心の臓がばくばくと音を立て、変な汗が流れているような気さえしてきた。

「そっち方面の噂を耳にしていないのでそんな方とは思ってもいませんが、その。
私は老若男女全ての方と健全なお付き合いをしているだけであって、誰とでもそういう関係になる人間ではありませんゆえ……何というか」

「相当混乱しているようですね。
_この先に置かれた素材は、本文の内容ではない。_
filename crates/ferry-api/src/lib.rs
//! Ferry HTTP API
//!
//! Axum handlers for the delegated ("alien") transfer endpoints, the
//! application state they share and the startup wiring.

mod api_doc;
pub mod auth;
pub mod error;
pub mod handlers;
pub mod response;
pub mod setup;
pub mod state;
mod telemetry;
pub mod utils;

pub use state::{AppState, Stores};
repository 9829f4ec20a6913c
//! Server startup and graceful shutdown

use anyhow::Result;
use axum::Router;
use ferry_core::Config;
use std::net::SocketAddr;

/// Start the server with graceful shutdown
pub async fn start_server(config: &Config, app: Router) -> Result<()> {
    let addr = format!("0.0.0.0:{}", config.server_port());
    tracing::info!(addr = %addr, "Starting server");

    let listener = tokio::net::TcpListener::bind(&addr).await?;

    tracing::info!(
        max_upload_mb = config.max_upload_size_bytes() / 1024 / 1024,
        storage_root = %config.storage_root().display(),
        "Server ready and accepting connections"
    );

    axum::serve(
        listener,
        app.into_make_service_with_connect_info::<SocketAddr>(),
    )
    .with_graceful_shutdown(shutdown_signal())
    .await?;

    Ok(())
}

/// Resolves on Ctrl+C or SIGTERM
///
/// # Panics
/// Panics if a signal handler cannot be installed.
async fn shutdown_signal() {
    let ctrl_c = async {
        tokio::signal::ctrl_c()
            .await
            .expect("Failed to install Ctrl+C handler");
    };

    #[cfg(unix)]
    let terminate = async {
        tokio::signal::unix::signal(tokio::signal::unix::SignalKind::terminate())
            .expect("Failed to install signal handler")
            .recv()
            .await;
    };

    #[cfg(not(unix))]
    let terminate = std::future::pending::<()>();

    tokio::select! {
        _ = ctrl_c => {
            tracing::info!("Received Ctrl+C signal");
        },
        _ = terminate => {
            tracing::info!("Received terminate signal");
        },
    }

    tracing::info!("Shutting down gracefully...");
}
use crate::traits::{ByteStream, Storage, StorageError, StorageResult};
use async_trait::async_trait;
use bytes::Bytes;
use futures::StreamExt;
use std::path::{Path, PathBuf};
use tokio::fs;
use tokio::io::AsyncWriteExt;
use uuid::Uuid;

/// Local filesystem storage rooted at an explicit directory
#[derive(Clone, Debug)]
pub struct LocalStorage {
    base_path: PathBuf,
}

impl LocalStorage {
    /// Create a new LocalStorage instance, creating `base_path` if needed
    ///
    /// # Arguments
    /// * `base_path` - Root directory for file storage (e.g., "/var/lib/ferry/matter")
    pub async fn new(base_path: impl Into<PathBuf>) -> StorageResult<Self> {
        let base_path = base_path.into();

        fs::create_dir_all(&base_path).await.map_err(|e| {
            StorageError::ConfigError(format!(
                "Failed to create storage directory {}: {}",
                base_path.display(),
                e
            ))
        })?;

        Ok(LocalStorage { base_path })
    }

    pub fn base_path(&self) -> &Path {
        &self.base_path
    }

    /// Convert storage key to filesystem path with security validation
    ///
    /// Rejects keys that could escape the base storage directory.
    fn key_to_path(&self, storage_key: &str) -> StorageResult<PathBuf> {
        if storage_key.is_empty() || storage_key.contains("..") || storage_key.starts_with('/') {
            return Err(StorageError::InvalidKey(
                "Storage key contains invalid characters".to_string(),
            ));
        }

        let path = self.base_path.join(storage_key);

        let base_canonical = self.base_path.canonicalize().map_err(|e| {
            StorageError::ConfigError(format!("Failed to canonicalize base path: {}", e))
        })?;

        if let Ok(canonical) = path.canonicalize() {
            if canonical.strip_prefix(&base_canonical).is_err() {
                return Err(StorageError::InvalidKey(
                    "Storage key resolves outside storage directory".to_string(),
                ));
            }
        }

        Ok(path)
    }

    async fn ensure_parent_dir(&self, path: &Path) -> StorageResult<()> {
        if let Some(parent) = path.parent() {
            fs::create_dir_all(parent).await?;
        }
        Ok(())
    }

    async fn write_temp(&self, tmp_path: &Path, data: &[u8]) -> StorageResult<()> {
        let mut file = fs::File::create(tmp_path).await.map_err(|e| {
            StorageError::UploadFailed(format!(
                "Failed to create file {}: {}",
                tmp_path.display(),
                e
            ))
        })?;

        file.write_all(data).await.map_err(|e| {
            StorageError::UploadFailed(format!(
                "Failed to write file {}: {}",
                tmp_path.display(),
                e
            ))
        })?;

        file.sync_all().await.map_err(|e| {
            StorageError::UploadFailed(format!(
                "Failed to sync file {}: {}",
                tmp_path.display(),
                e
            ))
        })?;

        Ok(())
    }
}

#[async_trait]
impl Storage for LocalStorage {
    async fn put(&self, storage_key: &str, data: Bytes) -> StorageResult<u64> {
        let path = self.key_to_path(storage_key)?;
        let size = data.len() as u64;

        self.ensure_parent_dir(&path).await?;

        let start = std::time::Instant::now();

        // Sibling temp file so the rename stays on one filesystem
        let file_name = path
            .file_name()
            .map(|n| n.to_string_lossy().into_owned())
            .unwrap_or_default();
        let tmp_path = path.with_file_name(format!(".{}.{}.tmp", file_name, Uuid::new_v4()));

        if let Err(e) = self.write_temp(&tmp_path, &data).await {
            let _ = fs::remove_file(&tmp_path).await;
            return Err(e);
        }

        if let Err(e) = fs::rename(&tmp_path, &path).await {
            let _ = fs::remove_file(&tmp_path).await;
            return Err(StorageError::UploadFailed(format!(
                "Failed to move {} into place: {}",
                path.display(),
                e
            )));
        }

        tracing::info!(
            path = %path.display(),
            key = %storage_key,
            size_bytes = size,
            duration_ms = start.elapsed().as_secs_f64() * 1000.0,
            "Local storage put successful"
        );

        Ok(size)
    }

    async fn get(&self, storage_key: &str) -> StorageResult<Vec<u8>> {
        let path = self.key_to_path(storage_key)?;
        let start = std::time::Instant::now();

        if !fs::try_exists(&path).await.unwrap_or(false) {
            return Err(StorageError::NotFound(storage_key.to_string()));
        }

        let data = fs::read(&path).await.map_err(|e| {
            StorageError::DownloadFailed(format!("Failed to read file {}: {}", path.display(), e))
        })?;

        tracing::debug!(
            path = %path.display(),
            key = %storage_key,
            size_bytes = data.len(),
            duration_ms = start.elapsed().as_secs_f64() * 1000.0,
            "Local storage get successful"
        );

        Ok(data)
    }

    async fn delete(&self, storage_key: &str) -> StorageResult<()> {
        let path = self.key_to_path(storage_key)?;

        if !fs::try_exists(&path).await.unwrap_or(false) {
            return Ok(());
        }

        fs::remove_file(&path).await.map_err(|e| {
            StorageError::DeleteFailed(format!("Failed to delete file {}: {}", path.display(), e))
        })?;

        tracing::info!(
            path = %path.display(),
            key = %storage_key,
            "Local storage delete successful"
        );

        Ok(())
    }

    async fn exists(&self, storage_key: &str) -> StorageResult<bool> {
        let path = self.key_to_path(storage_key)?;
        Ok(fs::try_exists(&path).await.unwrap_or(false))
    }

    async fn content_length(&self, storage_key: &str) -> StorageResult<u64> {
        let path = self.key_to_path(storage_key)?;
        let meta = fs::metadata(&path).await.map_err(|e| {
            if e.kind() == std::io::ErrorKind::NotFound {
                StorageError::NotFound(storage_key.to_string())
            } else {
                StorageError::IoError(e)
            }
        })?;
        Ok(meta.len())
    }

    async fn download_stream(&self, storage_key: &str) -> StorageResult<ByteStream> {
        let path = self.key_to_path(storage_key)?;
        let start = std::time::Instant::now();

        if !fs::try_exists(&path).await.unwrap_or(false) {
            return Err(StorageError::NotFound(storage_key.to_string()));
        }

        let file = fs::File::open(&path).await.map_err(|e| {
            StorageError::DownloadFailed(format!("Failed to open file {}: {}", path.display(), e))
        })?;

        let key = storage_key.to_string();
        let path_display = path.display().to_string();
        let stream = tokio_util::io::ReaderStream::new(file).map(move |result| {
            result.map_err(|e| {
                tracing::error!(
                    path = %path_display,
                    key = %key,
                    duration_ms = start.elapsed().as_secs_f64() * 1000.0,
                    error = %e,
                    "Local storage stream download error"
                );
                StorageError::DownloadFailed(format!("Failed to read chunk: {}", e))
            })
        });

        Ok(Box::pin(stream))
    }
}
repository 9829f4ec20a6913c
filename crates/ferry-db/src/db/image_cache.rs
use ferry_core::{
    models::{ImageCache, NewImageCache},
    AppError,
};
use sqlx::{PgPool, Postgres};
use uuid::Uuid;

const IMAGE_CACHE_COLUMNS: &str = "id, user_id, matter_uuid, mode, uri, path, size, created_at";

/// Repository for materialized image artifacts
#[derive(Clone)]
pub struct ImageCacheRepository {
    pool: PgPool,
}

impl ImageCacheRepository {
    pub fn new(pool: PgPool) -> Self {
        Self { pool }
    }

    #[tracing::instrument(skip(self), fields(db.table = "image_caches", db.operation = "select"))]
    pub async fn find_by_uri(&self, uri: &str) -> Result<Option<ImageCache>, AppError> {
        let cache = sqlx::query_as::<Postgres, ImageCache>(&format!(
            "SELECT {} FROM image_caches WHERE uri = $1",
            IMAGE_CACHE_COLUMNS
        ))
        .bind(uri)
        .fetch_optional(&self.pool)
        .await?;

        Ok(cache)
    }

    /// Insert a cache record; when another request already recorded the same
    /// URI, that record is returned instead.
    #[tracing::instrument(skip(self), fields(db.table = "image_caches", db.operation = "insert"))]
    pub async fn create_cache(&self, new: NewImageCache) -> Result<ImageCache, AppError> {
        let inserted = sqlx::query_as::<Postgres, ImageCache>(&format!(
            r#"
            INSERT INTO image_caches (id, user_id, matter_uuid, mode, uri, path, size)
            VALUES ($1, $2, $3, $4, $5, $6, $7)
            ON CONFLICT (uri) DO NOTHING
            RETURNING {}
            "#,
            IMAGE_CACHE_COLUMNS
        ))
        .bind(Uuid::new_v4())
        .bind(new.user_id)
        .bind(new.matter_uuid)
        .bind(new.mode)
        .bind(&new.uri)
        .bind(&new.path)
        .bind(new.size)
        .fetch_optional(&self.pool)
        .await?;

        match inserted {
            Some(cache) => Ok(cache),
            None => self.find_by_uri(&new.uri).await?.ok_or_else(|| {
                AppError::Internal(format!("Image cache for '{}' vanished after conflict", new.uri))
            }),
        }
    }
}
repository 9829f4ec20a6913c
//! Store traits the service layer depends on
//!
//! Each trait is implemented by its Postgres repository and, for tests, by the
//! mock stores in `test_helpers`.

use async_trait::async_trait;
use chrono::{DateTime, Utc};
use ferry_core::models::{
    DownloadToken, ImageCache, Matter, NewDownloadToken, NewImageCache, NewMatter,
    NewUploadToken, UploadToken, User,
};
use ferry_core::AppError;
use uuid::Uuid;

use crate::db::{
    DownloadTokenRepository, ImageCacheRepository, MatterRepository, UploadTokenRepository,
    UserRepository,
};

#[async_trait]
pub trait UserStore: Send + Sync {
    async fn get(&self, id: Uuid) -> Result<Option<User>, AppError>;

    async fn find_by_email(&self, email: &str) -> Result<Option<User>, AppError>;
}

#[async_trait]
pub trait MatterStore: Send + Sync {
    async fn get(&self, id: Uuid) -> Result<Option<Matter>, AppError>;

    /// Direct child of `puuid` (the owner's root when `None`) with this name and kind
    async fn find_child(
        &self,
        user_id: Uuid,
        puuid: Option<Uuid>,
        name: &str,
        dir: bool,
    ) -> Result<Option<Matter>, AppError>;

    async fn create(&self, new: NewMatter) -> Result<Matter, AppError>;
}

#[async_trait]
pub trait UploadTokenStore: Send + Sync {
    async fn create(&self, new: NewUploadToken) -> Result<UploadToken, AppError>;

    async fn get(&self, id: Uuid) -> Result<Option<UploadToken>, AppError>;

    /// Atomically move the expiry to `new_expire_at` if the token is live at `now`.
    /// `None` means someone else retired it first (or it was already dead).
    async fn retire(
        &self,
        id: Uuid,
        now: DateTime<Utc>,
        new_expire_at: DateTime<Utc>,
    ) -> Result<Option<UploadToken>, AppError>;

    /// Undo a retirement if nothing touched the expiry since.
    async fn restore(
        &self,
        id: Uuid,
        retired_at: DateTime<Utc>,
        original_expire_at: DateTime<Utc>,
    ) -> Result<bool, AppError>;

    async fn bind_matter(&self, id: Uuid, matter_id: Uuid) -> Result<(), AppError>;
}

#[async_trait]
pub trait DownloadTokenStore: Send + Sync {
    async fn create(&self, new: NewDownloadToken) -> Result<DownloadToken, AppError>;

    async fn get(&self, id: Uuid) -> Result<Option<DownloadToken>, AppError>;

    /// Atomically mark the first use at `now` and move the expiry to
    /// `new_expire_at`, if the token is live and unconsumed. `None` otherwise.
    async fn consume(
        &self,
        id: Uuid,
        now: DateTime<Utc>,
        new_expire_at: DateTime<Utc>,
    ) -> Result<Option<DownloadToken>, AppError>;
}

#[async_trait]
pub trait ImageCacheStore: Send + Sync {
    async fn find_by_uri(&self, uri: &str) -> Result<Option<ImageCache>, AppError>;

    /// Insert, or return the record that already holds this URI
    async fn create(&self, new: NewImageCache) -> Result<ImageCache, AppError>;
}

// Implementations for the Postgres repositories

#[async_trait]
impl UserStore for UserRepository {
    async fn get(&self, id: Uuid) -> Result<Option<User>, AppError> {
        self.get_user(id).await
    }

    async fn find_by_email(&self, email: &str) -> Result<Option<User>, AppError> {
        UserRepository::find_by_email(self, email).await
    }
}

#[async_trait]
impl MatterStore for MatterRepository {
    async fn get(&self, id: Uuid) -> Result<Option<Matter>, AppError> {
        self.get_matter(id).await
    }

    async fn find_child(
        &self,
        user_id: Uuid,
        puuid: Option<Uuid>,
        name: &str,
        dir: bool,
    ) -> Result<Option<Matter>, AppError> {
        MatterRepository::find_child(self, user_id, puuid, name, dir).await
    }

    async fn create(&self, new: NewMatter) -> Result<Matter, AppError> {
        self.create_matter(new).await
    }
}

#[async_trait]
impl UploadTokenStore for UploadTokenRepository {
    async fn create(&self, new: NewUploadToken) -> Result<UploadToken, AppError> {
        self.create_token(new).await
    }

    async fn get(&self, id: Uuid) -> Result<Option<UploadToken>, AppError> {
        self.get_token(id).await
    }

    async fn retire(
        &self,
        id: Uuid,
        now: DateTime<Utc>,
        new_expire_at: DateTime<Utc>,
    ) -> Result<Option<UploadToken>, AppError> {
        self.retire_token(id, now, new_expire_at).await
    }

    async fn restore(
        &self,
        id: Uuid,
        retired_at: DateTime<Utc>,
        original_expire_at: DateTime<Utc>,
    ) -> Result<bool, AppError> {
        self.restore_token(id, retired_at, original_expire_at).await
    }

    async fn bind_matter(&self, id: Uuid, matter_id: Uuid) -> Result<(), AppError> {
        UploadTokenRepository::bind_matter(self, id, matter_id).await
    }
}

#[async_trait]
impl DownloadTokenStore for DownloadTokenRepository {
    async fn create(&self, new: NewDownloadToken) -> Result<DownloadToken, AppError> {
        self.create_token(new).await
    }

    async fn get(&self, id: Uuid) -> Result<Option<DownloadToken>, AppError> {
        self.get_token(id).await
    }

    async fn consume(
        &self,
        id: Uuid,
        now: DateTime<Utc>,
        new_expire_at: DateTime<Utc>,
    ) -> Result<Option<DownloadToken>, AppError> {
        self.consume_token(id, now, new_expire_at).await
    }
}

#[async_trait]
impl ImageCacheStore for ImageCacheRepository {
    async fn find_by_uri(&self, uri: &str) -> Result<Option<ImageCache>, AppError> {
        ImageCacheRepository::find_by_uri(self, uri).await
    }

    async fn create(&self, new: NewImageCache) -> Result<ImageCache, AppError> {
        self.create_cache(new).await
    }
}
//! Application state
//!
//! Everything is built once from the stores, the storage backend and the crawl
//! fetcher, then shared behind an `Arc` by every handler.

use ferry_core::Config;
use ferry_db::{DownloadTokenStore, ImageCacheStore, MatterStore, UploadTokenStore, UserStore};
use ferry_services::{
    CredentialVerifier, DownloadAuthorizer, DownloadTokenIssuer, ImageCacheCoordinator,
    ImageResizeMaterializer, MatterIngestor, RemoteFetcher, UploadService, UploadTokenIssuer,
};
use ferry_storage::Storage;
use std::sync::Arc;

/// Persistence adapters the services are wired to
#[derive(Clone)]
pub struct Stores {
    pub users: Arc<dyn UserStore>,
    pub matters: Arc<dyn MatterStore>,
    pub upload_tokens: Arc<dyn UploadTokenStore>,
    pub download_tokens: Arc<dyn DownloadTokenStore>,
    pub image_caches: Arc<dyn ImageCacheStore>,
}

#[derive(Clone)]
pub struct AppState {
    pub config: Config,
    pub users: Arc<dyn UserStore>,
    pub storage: Arc<dyn Storage>,
    pub credentials: CredentialVerifier,
    pub upload_issuer: UploadTokenIssuer,
    pub download_issuer: DownloadTokenIssuer,
    pub uploads: UploadService,
    pub authorizer: DownloadAuthorizer,
    pub image_cache: ImageCacheCoordinator,
}

impl AppState {
    pub fn new(
        config: Config,
        stores: Stores,
        storage: Arc<dyn Storage>,
        fetcher: Arc<dyn RemoteFetcher>,
    ) -> Self {
        let ingestor = MatterIngestor::new(stores.matters.clone(), storage.clone());

        Self {
            credentials: CredentialVerifier::new(stores.users.clone()),
            upload_issuer: UploadTokenIssuer::new(stores.upload_tokens.clone()),
            download_issuer: DownloadTokenIssuer::new(
                stores.download_tokens.clone(),
                stores.matters.clone(),
            ),
            uploads: UploadService::new(
                stores.upload_tokens,
                stores.users.clone(),
                stores.matters.clone(),
                ingestor,
                fetcher,
            ),
            authorizer: DownloadAuthorizer::new(stores.matters, stores.download_tokens),
            image_cache: ImageCacheCoordinator::new(
                stores.image_caches,
                storage.clone(),
                Arc::new(ImageResizeMaterializer),
            ),
            users: stores.users,
            storage,
            config,
        }
    }
}
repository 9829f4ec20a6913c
pub mod alien;
pub mod health;
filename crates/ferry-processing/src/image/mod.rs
//! Raster image operations

pub mod resize;
pub mod transformer;

pub use resize::ImageResize;
pub use transformer::{ImageTransformer, ResizedImage};
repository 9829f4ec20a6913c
mod init;

pub use init::init_telemetry;
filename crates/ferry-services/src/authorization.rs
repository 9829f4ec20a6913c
//! Download authorization
//!
//! [`authorize`] is the whole decision as a pure function over the file, the
//! requested name and a [`DownloadGrant`]. [`DownloadAuthorizer`] does the I/O
//! around it: re-reading the file and validating a presented token, then
//! retiring the token once the download has actually been served.

use chrono::{DateTime, Duration, Utc};
use ferry_core::constants::DOWNLOAD_TOKEN_GRACE_SECS;
use ferry_core::models::{Capability, DownloadToken, Matter, User};
use ferry_core::AppError;
use ferry_db::{DownloadTokenStore, MatterStore};
use std::sync::Arc;
use uuid::Uuid;

use crate::capability::{CapabilityValidator, Rejection};

/// What the requester brought along
#[derive(Debug, Clone)]
pub enum DownloadGrant {
    ByToken(DownloadToken),
    BySession(User),
    Anonymous,
}

#[derive(Debug, Clone, Copy, PartialEq, Eq)]
pub enum DenyReason {
    Directory,
    NameMismatch,
    TokenExpired,
    TokenForOtherMatter,
    /// The file changed hands after the token was issued
    TokenOwnerChanged,
    NoSession,
    NotOwner,
}

impl DenyReason {
    pub fn into_app_error(self) -> AppError {
        match self {
            DenyReason::Directory => {
                AppError::InvalidInput("Directories cannot be downloaded".to_string())
            }
            DenyReason::NameMismatch => {
                AppError::Integrity("Requested filename does not match the file".to_string())
            }
            DenyReason::TokenExpired => Rejection::Expired.into_app_error(DownloadToken::KIND),
            DenyReason::TokenForOtherMatter => AppError::OwnershipMismatch(
                "Download token was not issued for this file".to_string(),
            ),
            DenyReason::TokenOwnerChanged => AppError::OwnershipMismatch(
                "Download token issuer no longer owns this file".to_string(),
            ),
            DenyReason::NoSession => {
                AppError::Unauthorized("Login or a download token is required".to_string())
            }
            DenyReason::NotOwner => {
                AppError::Unauthorized("You are not allowed to download this file".to_string())
            }
        }
    }
}

#[derive(Debug, Clone, Copy, PartialEq, Eq)]
pub enum Decision {
    Allowed,
    Denied(DenyReason),
}

impl Decision {
    pub fn into_result(self) -> Result<(), AppError> {
        match self {
            Decision::Allowed => Ok(()),
            Decision::Denied(reason) => Err(reason.into_app_error()),
        }
    }
}

/// Checks that hold whatever the requester presents
fn structural(matter: &Matter, requested_name: &str) -> Option<Decision> {
    if matter.dir {
        Some(Decision::Denied(DenyReason::Directory))
    } else if matter.name != requested_name {
        Some(Decision::Denied(DenyReason::NameMismatch))
    } else if !matter.privacy {
        Some(Decision::Allowed)
    } else {
        None
    }
}

/// Decide whether `grant` may download `matter` as `requested_name` at `now`.
pub fn authorize(
    matter: &Matter,
    requested_name: &str,
    grant: &DownloadGrant,
    now: DateTime<Utc>,
) -> Decision {
    if let Some(decision) = structural(matter, requested_name) {
        return decision;
    }

    match grant {
        DownloadGrant::ByToken(token) => {
            if !token.is_live_at(now) {
                Decision::Denied(DenyReason::TokenExpired)
            } else if token.matter_uuid != matter.id {
                Decision::Denied(DenyReason::TokenForOtherMatter)
            } else if token.user_id != matter.user_id {
                Decision::Denied(DenyReason::TokenOwnerChanged)
            } else {
                Decision::Allowed
            }
        }
        DownloadGrant::BySession(user) => {
            if user.is_admin() || user.id == matter.user_id {
                Decision::Allowed
            } else {
                Decision::Denied(DenyReason::NotOwner)
            }
        }
        DownloadGrant::Anonymous => Decision::Denied(DenyReason::NoSession),
    }
}

/// A download that passed authorization but has not been served yet
#[derive(Debug, Clone)]
pub struct AuthorizedDownload {
    pub matter: Matter,
    /// Token still to be retired once the download has been served
    pending_token: Option<DownloadToken>,
}

#[derive(Clone)]
pub struct DownloadAuthorizer {
    matters: Arc<dyn MatterStore>,
    tokens: Arc<dyn DownloadTokenStore>,
}

impl DownloadAuthorizer {
    pub fn new(matters: Arc<dyn MatterStore>, tokens: Arc<dyn DownloadTokenStore>) -> Self {
        Self { matters, tokens }
    }

    /// Load the file and decide on the request. Never mutates the token.
    ///
    /// A presented token is only looked at for private files, and takes
    /// precedence over the session. Call [`Self::complete`] once the bytes
    /// are ready to be served.
    #[tracing::instrument(skip(self, raw_token, session), fields(has_token = raw_token.is_some(), has_session = session.is_some()))]
    pub async fn authorize_download(
        &self,
        matter_id: Uuid,
        requested_name: &str,
        raw_token: Option<&str>,
        session: Option<User>,
        now: DateTime<Utc>,
    ) -> Result<AuthorizedDownload, AppError> {
        let matter = self
            .matters
            .get(matter_id)
            .await?
            .ok_or_else(|| AppError::NotFound(format!("Matter {} not found", matter_id)))?;

        if let Some(decision) = structural(&matter, requested_name) {
            decision.into_result()?;
            return Ok(AuthorizedDownload {
                matter,
                pending_token: None,
            });
        }

        let grant = match raw_token.map(str::trim).filter(|t| !t.is_empty()) {
            Some(raw) => {
                let tokens = self.tokens.clone();
                let token = CapabilityValidator::validate(raw, now, |id| async move {
                    tokens.get(id).await
                })
                .await?;
                DownloadGrant::ByToken(token)
            }
            None => session.map_or(DownloadGrant::Anonymous, DownloadGrant::BySession),
        };

        let decision = authorize(&matter, requested_name, &grant, now);
        if let Decision::Denied(reason) = decision {
            tracing::debug!(matter_id = %matter.id, reason = ?reason, "Download denied");
            return Err(reason.into_app_error());
        }

        let pending_token = match grant {
            DownloadGrant::ByToken(token) if token.consumed_at.is_none() => Some(token),
            _ => None,
        };

        Ok(AuthorizedDownload {
            matter,
            pending_token,
        })
    }

    /// Retire the presenting token on its first served use: the expiry moves
    /// to one day after `now`.
    pub async fn complete(
        &self,
        authorized: &AuthorizedDownload,
        now: DateTime<Utc>,
    ) -> Result<(), AppError> {
        let Some(token) = &authorized.pending_token else {
            return Ok(());
        };

        let grace = Duration::seconds(DOWNLOAD_TOKEN_GRACE_SECS);
        if let Some(retired) = self.tokens.consume(token.id, now, now + grace).await? {
            tracing::info!(token_id = %token.id, expire_at = %retired.expire_at, "Download token retired");
            return Ok(());
        }

        // Another request got there first; its window decides
        let current = self.tokens.get(token.id).await?;
        CapabilityValidator::check(current, now)
            .map(|_| ())
            .map_err(|r| r.into_app_error(DownloadToken::KIND))
    }
}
からかい甲斐があって結構。
俺とて恩を仇で返すような真似はしません」

法正に恩があるのは自分の方なのでは、と思いつつ床に落としていた視線を恐る恐る上げる。
先ほどまで楽しそうに悪い笑みを浮かべていた法正は、真顔で流星を見つめていた。
目を合わせ続けることも出来ず、杯や食べ終わった食器に目が行って落ち着かない。
何か言われなければと思うほど言葉が喉でつっかえてしまう。
沈黙が刺さるほどに痛かった。

「あまりいじめると誰かさんが小言を言ってくるので、今日は解散にしましょう。
そこの守衛に送ってもらってください」

「あ、えっと。今日はありがとうございました」

「こちらこそ」

法正から解散を提案されると金縛りから解かれたように声が出た。が、言えたのは酒や食事に対する礼だけだった。
最後、流星が部屋から出る間際にちらと法正の顔を見たが、何を考えているのか察することはできなかった。
明日から少し距離をおこうかとも考えたが、それはそれで何か噂になるかもしれない。それに法正のことは嫌でもない。
私室に帰るまでの間の記憶がなくなるほどに、流星は一晩思い悩んだ。